→ DIRECTIONS FOR THIS TASK
Beginning with the first line of the data below, extract each line up to and including the one containing "impl Notifier for LogNotifier". Copy them exactly and add nothing.

→ DATA SHOWN
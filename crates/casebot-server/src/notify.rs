//! Outbound notifiers: how replies leave the server.
//!
//! [`LogNotifier`] only traces the reply, which is enough for local runs.
//! [`WebhookNotifier`] POSTs `{"identity": .., "text": ..}` to a channel
//! adapter. Neither retries; a failed send is the caller's to log.

use std::{convert::Infallible, time::Duration};

use casebot_core::notify::Notifier;
use reqwest::Client;
use serde::{Deserialize, Serialize};
use thiserror::Error;

/// Upper bound for one webhook request. Replies are sent while the
/// reporter's session is locked, and the intake service gives up on a reply
/// after its own `reply_timeout`, whichever comes first.
const WEBHOOK_TIMEOUT: Duration = Duration::from_secs(10);

#[derive(Debug, Error)]
pub enum NotifyError {
  #[error("webhook request failed: {0}")]
  Http(#[from] reqwest::Error),

  #[error("the webhook notifier needs `notify_url`")]
  MissingUrl,
}

/// Which notifier the server is configured with.
#[derive(Debug, Clone, Copy, Default, PartialEq, Eq, Deserialize)]
#[serde(rename_all = "lowercase")]
pub enum NotifierKind {
  #[default]
  Log,
  Webhook,
}

// ─── Log ─────────────────────────────────────────────────────────────────────

#[derive(Debug, Clone, Copy, Default)]
pub struct LogNotifier;

impl Notifier for LogNotifier {
  type Error = Infallible;

  async fn send(&self, identity: &str, text: &str) -> Result<(), Infallible> {
    tracing::info!(%identity, %text, "reply");
    Ok(())
  }
}

// ─── Webhook ─────────────────────────────────────────────────────────────────

#[derive(Serialize)]
struct Outbound<'a> {
  identity: &'a str,
  text:     &'a str,
}

/// Cheap to clone; the inner [`reqwest::Client`] is `Arc`-based.
#[derive(Debug, Clone)]
pub struct WebhookNotifier {
  client: Client,
  url:    String,
}

impl WebhookNotifier {
  pub fn new(url: impl Into<String>) -> Result<Self, NotifyError> {
    let client = Client::builder().timeout(WEBHOOK_TIMEOUT).build()?;
    Ok(Self { client, url: url.into() })
  }
}

impl Notifier for WebhookNotifier {
  type Error = NotifyError;

  async fn send(&self, identity: &str, text: &str) -> Result<(), NotifyError> {
    self
      .client
      .post(&self.url)
      .json(&Outbound { identity, text })
      .send()
      .await?
      .error_for_status()?;
    Ok(())
  }
}

// ─── Configured ──────────────────────────────────────────────────────────────

/// The notifier picked at startup from [`NotifierKind`].
#[derive(Debug, Clone)]
pub enum ConfiguredNotifier {
  Log(LogNotifier),
  Webhook(WebhookNotifier),
}

impl ConfiguredNotifier {
  pub fn from_config(kind: NotifierKind, url: Option<&str>) -> Result<Self, NotifyError> {
    match kind {
      NotifierKind::Log => Ok(Self::Log(LogNotifier)),
      NotifierKind::Webhook => {
        let url = url.ok_or(NotifyError::MissingUrl)?;
        Ok(Self::Webhook(WebhookNotifier::new(url)?))
      }
    }
  }
}

impl Notifier for ConfiguredNotifier {
  type Error = NotifyError;

  async fn send(&self, identity: &str, text: &str) -> Result<(), NotifyError> {
    match self {
      Self::Log(n) => n.send(identity, text).await.map_err(|never| match never {}),
      Self::Webhook(n) => n.send(identity, text).await,
    }
  }
}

→ TASK OUTPUT
filename crates/casebot-server/src/notify.rs
//! Outbound notifiers: how replies leave the server.
//!
//! [`LogNotifier`] only traces the reply, which is enough for local runs.
//! [`WebhookNotifier`] POSTs `{"identity": .., "text": ..}` to a channel
//! adapter. Neither retries; a failed send is the caller's to log.

use std::{convert::Infallible, time::Duration};

use casebot_core::notify::Notifier;
use reqwest::Client;
use serde::{Deserialize, Serialize};
use thiserror::Error;

/// Upper bound for one webhook request. Replies are sent while the
/// reporter's session is locked, and the intake service gives up on a reply
/// after its own `reply_timeout`, whichever comes first.
const WEBHOOK_TIMEOUT: Duration = Duration::from_secs(10);

#[derive(Debug, Error)]
pub enum NotifyError {
  #[error("webhook request failed: {0}")]
  Http(#[from] reqwest::Error),

  #[error("the webhook notifier needs `notify_url`")]
  MissingUrl,
}

/// Which notifier the server is configured with.
#[derive(Debug, Clone, Copy, Default, PartialEq, Eq, Deserialize)]
#[serde(rename_all = "lowercase")]
pub enum NotifierKind {
  #[default]
  Log,
  Webhook,
}

// ─── Log ─────────────────────────────────────────────────────────────────────

#[derive(Debug, Clone, Copy, Default)]
pub struct LogNotifier;

impl Notifier for LogNotifier {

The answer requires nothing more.